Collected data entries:

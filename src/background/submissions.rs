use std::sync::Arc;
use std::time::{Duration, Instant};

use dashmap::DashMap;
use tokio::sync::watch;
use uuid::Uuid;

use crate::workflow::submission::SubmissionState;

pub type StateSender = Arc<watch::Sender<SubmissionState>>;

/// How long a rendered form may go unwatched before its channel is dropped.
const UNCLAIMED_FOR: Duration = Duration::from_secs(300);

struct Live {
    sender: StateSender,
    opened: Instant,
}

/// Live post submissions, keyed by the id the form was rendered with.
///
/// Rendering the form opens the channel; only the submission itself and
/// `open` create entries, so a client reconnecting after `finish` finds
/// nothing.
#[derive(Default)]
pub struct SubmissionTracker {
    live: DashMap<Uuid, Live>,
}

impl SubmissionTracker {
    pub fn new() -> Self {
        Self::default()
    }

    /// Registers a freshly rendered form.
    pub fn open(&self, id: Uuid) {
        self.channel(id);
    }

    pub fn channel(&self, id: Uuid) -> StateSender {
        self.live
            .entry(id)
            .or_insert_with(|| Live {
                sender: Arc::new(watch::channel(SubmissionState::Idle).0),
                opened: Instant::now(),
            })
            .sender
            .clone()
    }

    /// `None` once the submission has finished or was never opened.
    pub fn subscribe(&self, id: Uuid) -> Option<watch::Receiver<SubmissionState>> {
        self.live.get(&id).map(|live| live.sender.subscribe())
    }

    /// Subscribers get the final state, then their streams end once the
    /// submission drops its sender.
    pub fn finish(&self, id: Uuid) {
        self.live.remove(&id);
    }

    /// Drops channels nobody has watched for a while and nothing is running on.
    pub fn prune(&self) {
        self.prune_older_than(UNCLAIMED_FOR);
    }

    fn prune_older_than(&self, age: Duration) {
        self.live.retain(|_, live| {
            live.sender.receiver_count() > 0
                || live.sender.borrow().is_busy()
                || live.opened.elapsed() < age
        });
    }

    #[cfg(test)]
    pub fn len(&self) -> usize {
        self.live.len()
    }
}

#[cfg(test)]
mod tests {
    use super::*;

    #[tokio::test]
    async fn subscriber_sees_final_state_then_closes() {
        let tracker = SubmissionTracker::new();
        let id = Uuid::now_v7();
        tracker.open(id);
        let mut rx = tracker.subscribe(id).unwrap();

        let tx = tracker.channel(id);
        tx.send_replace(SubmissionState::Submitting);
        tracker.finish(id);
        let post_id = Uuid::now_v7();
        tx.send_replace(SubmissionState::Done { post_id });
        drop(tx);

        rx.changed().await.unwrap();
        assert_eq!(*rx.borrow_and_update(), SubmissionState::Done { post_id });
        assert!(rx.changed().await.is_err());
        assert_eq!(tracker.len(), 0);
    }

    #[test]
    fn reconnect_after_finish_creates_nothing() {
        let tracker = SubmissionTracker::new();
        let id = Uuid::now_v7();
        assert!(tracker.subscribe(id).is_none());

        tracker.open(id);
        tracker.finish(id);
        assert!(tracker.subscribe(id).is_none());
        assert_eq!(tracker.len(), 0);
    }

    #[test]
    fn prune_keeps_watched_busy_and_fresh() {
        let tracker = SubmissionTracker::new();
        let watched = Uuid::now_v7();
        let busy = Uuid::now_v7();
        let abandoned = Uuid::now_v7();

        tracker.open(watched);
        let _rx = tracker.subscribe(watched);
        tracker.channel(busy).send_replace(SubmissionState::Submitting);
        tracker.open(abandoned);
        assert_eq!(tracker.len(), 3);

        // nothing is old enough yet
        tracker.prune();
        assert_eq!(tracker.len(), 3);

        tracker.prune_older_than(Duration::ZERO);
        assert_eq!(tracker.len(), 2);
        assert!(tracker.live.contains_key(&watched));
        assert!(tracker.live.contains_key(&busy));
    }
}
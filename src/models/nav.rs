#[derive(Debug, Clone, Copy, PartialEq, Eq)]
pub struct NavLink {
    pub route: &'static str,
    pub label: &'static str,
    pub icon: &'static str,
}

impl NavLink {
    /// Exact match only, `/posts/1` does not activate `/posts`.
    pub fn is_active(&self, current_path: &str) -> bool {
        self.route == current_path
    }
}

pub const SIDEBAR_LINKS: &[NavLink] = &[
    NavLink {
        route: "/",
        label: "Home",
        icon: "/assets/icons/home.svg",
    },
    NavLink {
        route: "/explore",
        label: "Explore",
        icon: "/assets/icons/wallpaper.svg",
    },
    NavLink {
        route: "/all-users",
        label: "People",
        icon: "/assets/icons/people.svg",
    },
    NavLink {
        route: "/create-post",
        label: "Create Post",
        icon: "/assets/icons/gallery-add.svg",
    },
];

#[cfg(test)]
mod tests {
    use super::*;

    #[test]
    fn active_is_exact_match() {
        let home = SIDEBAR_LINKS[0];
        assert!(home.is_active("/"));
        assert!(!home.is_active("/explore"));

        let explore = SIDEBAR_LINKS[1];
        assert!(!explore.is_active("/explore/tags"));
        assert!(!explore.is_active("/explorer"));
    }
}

WORK ITEM
Take the data above and reproduce it exactly.

EXPECTED ANSWER
filename src/background/submissions.rs
use std::sync::Arc;
use std::time::{Duration, Instant};

use dashmap::DashMap;
use tokio::sync::watch;
use uuid::Uuid;

use crate::workflow::submission::SubmissionState;

pub type StateSender = Arc<watch::Sender<SubmissionState>>;

/// How long a rendered form may go unwatched before its channel is dropped.
const UNCLAIMED_FOR: Duration = Duration::from_secs(300);

struct Live {
    sender: StateSender,
    opened: Instant,
}

/// Live post submissions, keyed by the id the form was rendered with.
///
/// Rendering the form opens the channel; only the submission itself and
/// `open` create entries, so a client reconnecting after `finish` finds
/// nothing.
#[derive(Default)]
pub struct SubmissionTracker {
    live: DashMap<Uuid, Live>,
}

impl SubmissionTracker {
    pub fn new() -> Self {
        Self::default()
    }

    /// Registers a freshly rendered form.
    pub fn open(&self, id: Uuid) {
        self.channel(id);
    }

    pub fn channel(&self, id: Uuid) -> StateSender {
        self.live
            .entry(id)
            .or_insert_with(|| Live {
                sender: Arc::new(watch::channel(SubmissionState::Idle).0),
                opened: Instant::now(),
            })
            .sender
            .clone()
    }

    /// `None` once the submission has finished or was never opened.
    pub fn subscribe(&self, id: Uuid) -> Option<watch::Receiver<SubmissionState>> {
        self.live.get(&id).map(|live| live.sender.subscribe())
    }

    /// Subscribers get the final state, then their streams end once the
    /// submission drops its sender.
    pub fn finish(&self, id: Uuid) {
        self.live.remove(&id);
    }

    /// Drops channels nobody has watched for a while and nothing is running on.
    pub fn prune(&self) {
        self.prune_older_than(UNCLAIMED_FOR);
    }

    fn prune_older_than(&self, age: Duration) {
        self.live.retain(|_, live| {
            live.sender.receiver_count() > 0
                || live.sender.borrow().is_busy()
                || live.opened.elapsed() < age
        });
    }

    #[cfg(test)]
    pub fn len(&self) -> usize {
        self.live.len()
    }
}

#[cfg(test)]
mod tests {
    use super::*;

    #[tokio::test]
    async fn subscriber_sees_final_state_then_closes() {
        let tracker = SubmissionTracker::new();
        let id = Uuid::now_v7();
        tracker.open(id);
        let mut rx = tracker.subscribe(id).unwrap();

        let tx = tracker.channel(id);
        tx.send_replace(SubmissionState::Submitting);
        tracker.finish(id);
        let post_id = Uuid::now_v7();
        tx.send_replace(SubmissionState::Done { post_id });
        drop(tx);

        rx.changed().await.unwrap();
        assert_eq!(*rx.borrow_and_update(), SubmissionState::Done { post_id });
        assert!(rx.changed().await.is_err());
        assert_eq!(tracker.len(), 0);
    }

    #[test]
    fn reconnect_after_finish_creates_nothing() {
        let tracker = SubmissionTracker::new();
        let id = Uuid::now_v7();
        assert!(tracker.subscribe(id).is_none());

        tracker.open(id);
        tracker.finish(id);
        assert!(tracker.subscribe(id).is_none());
        assert_eq!(tracker.len(), 0);
    }

    #[test]
    fn prune_keeps_watched_busy_and_fresh() {
        let tracker = SubmissionTracker::new();
        let watched = Uuid::now_v7();
        let busy = Uuid::now_v7();
        let abandoned = Uuid::now_v7();

        tracker.open(watched);
        let _rx = tracker.subscribe(watched);
        tracker.channel(busy).send_replace(SubmissionState::Submitting);
        tracker.open(abandoned);
        assert_eq!(tracker.len(), 3);

        // nothing is old enough yet
        tracker.prune();
        assert_eq!(tracker.len(), 3);

        tracker.prune_older_than(Duration::ZERO);
        assert_eq!(tracker.len(), 2);
        assert!(tracker.live.contains_key(&watched));
        assert!(tracker.live.contains_key(&busy));
    }
}
filename src/models/nav.rs
#[derive(Debug, Clone, Copy, PartialEq, Eq)]
pub struct NavLink {
    pub route: &'static str,
    pub label: &'static str,
    pub icon: &'static str,
}

impl NavLink {
    /// Exact match only, `/posts/1` does not activate `/posts`.
    pub fn is_active(&self, current_path: &str) -> bool {
        self.route == current_path
    }
}

pub const SIDEBAR_LINKS: &[NavLink] = &[
    NavLink {
        route: "/",
        label: "Home",
        icon: "/assets/icons/home.svg",
    },
    NavLink {
        route: "/explore",
        label: "Explore",
        icon: "/assets/icons/wallpaper.svg",
    },
    NavLink {
        route: "/all-users",
        label: "People",
        icon: "/assets/icons/people.svg",
    },
    NavLink {
        route: "/create-post",
        label: "Create Post",
        icon: "/assets/icons/gallery-add.svg",
    },
];

#[cfg(test)]
mod tests {
    use super::*;

    #[test]
    fn active_is_exact_match() {
        let home = SIDEBAR_LINKS[0];
        assert!(home.is_active("/"));
        assert!(!home.is_active("/explore"));

        let explore = SIDEBAR_LINKS[1];
        assert!(!explore.is_active("/explore/tags"));
        assert!(!explore.is_active("/explorer"));
    }
}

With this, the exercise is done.